Rexster Gremlin Business

81 views
Skip to first unread message

stephen mallette

unread,
Jun 6, 2011, 6:40:31 PM6/6/11
to Gremlin-users
There are currently three issues open with Rexster at the moment that
relate to language specific adapters, binary protocols and other very
general functionality around those concepts:

https://github.com/tinkerpop/rexster/issues/105
https://github.com/tinkerpop/rexster/issues/32
https://github.com/tinkerpop/rexster/issues/10

Despite each of these issues being different, they are related in an
overriding general goal: to provide language specific client APIs
utilizing Gremlin as the core query language. It would make Rexster
akin to MySql, SQL Server, etc on the server providing access to
different databases and allowing developers to work with concrete
classes in their language of choice without concerning themselves with
REST and JSON parsing.

Here's the basics of what Marko and I have discussed so far:

1. Use MsgPack to serialize data coming from Rexster. Seems like
there is good language support there.
2. Allow Gremlin state to be maintained by keeping the script engine
bindings available. The client will pass a reference to the bindings
with requests to have them loaded to the script engine.
3. There is some challenge in what Gremlin returns as output. MySQL
is closed over tables. Gremlin is closed over a universe of things.
4. There is some question as to where the service should live in
Rexster.

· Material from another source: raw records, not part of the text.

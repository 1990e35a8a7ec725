use std::sync::Arc;

use tokio_util::sync::CancellationToken;
use tracing_subscriber::{layer::SubscriberExt, util::SubscriberInitExt};

use fleetmon_api::config::ServerConfig;
use fleetmon_api::router::build_app_router;
use fleetmon_api::state::AppState;
use fleetmon_client::pool::DeviceClientPool;
use fleetmon_monitor::config::MonitorConfig;
use fleetmon_monitor::discovery::DiscoveryOrchestrator;
use fleetmon_monitor::scheduler::MonitorScheduler;
use fleetmon_monitor::service::MonitorService;

#[tokio::main]
async fn main() {
    dotenvy::dotenv().ok();

    // --- Tracing ---
    tracing_subscriber::registry()
        .with(
            tracing_subscriber::EnvFilter::try_from_default_env().unwrap_or_else(|_| {
                "fleetmon_api=debug,fleetmon_monitor=debug,fleetmon_client=debug,tower_http=debug"
                    .into()
            }),
        )
        .with(tracing_subscriber::fmt::layer())
        .init();

    // --- Configuration ---
    let config = ServerConfig::from_env();
    tracing::info!(host = %config.host, port = %config.port, "Loaded server configuration");

    let monitor_config = MonitorConfig::from_env();

    // --- Database ---
    let database_url = std::env::var("DATABASE_URL").expect("DATABASE_URL must be set");

    let pool = fleetmon_db::create_pool(&database_url)
        .await
        .expect("Failed to connect to database");
    tracing::info!("Database connection pool created");

    fleetmon_db::health_check(&pool)
        .await
        .expect("Database health check failed");
    tracing::info!("Database health check passed");

    fleetmon_db::run_migrations(&pool)
        .await
        .expect("Failed to run database migrations");
    tracing::info!("Database migrations applied");

    // --- Monitor engine ---
    let clients = Arc::new(DeviceClientPool::new(
        monitor_config.device_grpc_port,
        monitor_config.device_http_port,
    ));
    let discovery = DiscoveryOrchestrator::from_config(&monitor_config);
    let service = Arc::new(MonitorService::new(
        pool.clone(),
        discovery,
        Arc::clone(&clients),
    ));

    let shutdown = CancellationToken::new();
    let scheduler = MonitorScheduler::new(Arc::clone(&service), &monitor_config);
    let cycle_handles = scheduler.spawn(shutdown.clone());
    tracing::info!("Monitor scheduler started (discovery + polling cycles)");

    // --- App state ---
    let state = AppState {
        pool,
        config: Arc::new(config.clone()),
    };

    // --- Router ---
    let app = build_app_router(state, &config);

    // --- Serve ---
    let addr = format!("{}:{}", config.host, config.port);
    let listener = tokio::net::TcpListener::bind(&addr)
        .await
        .unwrap_or_else(|e| panic!("Failed to bind {addr}: {e}"));
    tracing::info!(addr = %addr, "API server listening");

    let serve_shutdown = shutdown.clone();
    axum::serve(listener, app)
        .with_graceful_shutdown(async move {
            let _ = tokio::signal::ctrl_c().await;
            tracing::info!("Shutdown signal received");
            serve_shutdown.cancel();
        })
        .await
        .expect("Server error");

    shutdown.cancel();
    for handle in cycle_handles {
        let _ = handle.await;
    }
    tracing::info!("Monitor cycles stopped, exiting");
}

The current GremlinExtension has its context specific to a
graph, vertex or edge, but that's not what is in mind for the client
APIs.

In this last item, GremlinExtension (and this is not to say that
GremlinExtension is the mechanism by which Rexster will expose this
functionality) is exposed as:

http://localhost/somegraphihave/tp/gremlin

That doesn't make sense in scenarios where one issues a Gremlin
statement like:

g = new TinkerGraph();

It occurred to us that statements like these are kind of like a DDL
for Rexster. Of course, Rexster is statically configured by
rexster.xml, so new graphs have no way of being exposed through
Rexster the way they would if someone issued a SQL Server DDL script
like:

CREATE DATABASE MyDb;
CREATE TABLE MyTable (MyTableID INT NOT NULL PRIMARY KEY, MyTableText
VARCHAR(32) NOT NULL);

Perhaps there needs to be a way to expose the newly created graph,
"g", in Rexster when that command is issued. Perhaps a
RexsterConfigurationContext could be made available in the script
engine bindings so that the following could be done:

g = new TinkerGraph();
rexsterConfigContext.addGraph(g, configurationOptions);

Or perhaps, there needs to be a gremlin+rexster extension language
that handles DDL and Rexster configuration? Our collective minds
broke down at this point (or perhaps earlier) and I thought it would
be good point to summarize, reflect and take stock of what we had
discussed so far. Any thoughts or feedback on the approach, design,
functionality, etc. would be appreciated.

Best regards,

Stephen

Pierre De Wilde

unread,
Jun 7, 2011, 9:49:26 AM6/7/11
to gremli...@googlegroups.com
Hey Stephen,

How is Gremlin state currently maintained in DogHouse?

Pierre

2011/6/7 stephen mallette <spmal...@gmail.com>

stephen mallette

unread,
Jun 7, 2011, 10:14:09 AM6/7/11
to Gremlin-users
The Gremlin session is maintained with the session of the user's
browser.

On Jun 7, 9:49 am, Pierre De Wilde <pierredewi...@gmail.com> wrote:
> Hey Stephen,
>
> How is Gremlin state currently maintained in DogHouse?
>
> Pierre
>
> 2011/6/7 stephen mallette <spmalle...@gmail.com>

Pierre De Wilde

unread,
Jun 7, 2011, 12:12:46 PM6/7/11
to gremli...@googlegroups.com
SessionID is provided by user's browser but state is maintained by Rexster server (in-memory).
So, scalability issues may arise at some time.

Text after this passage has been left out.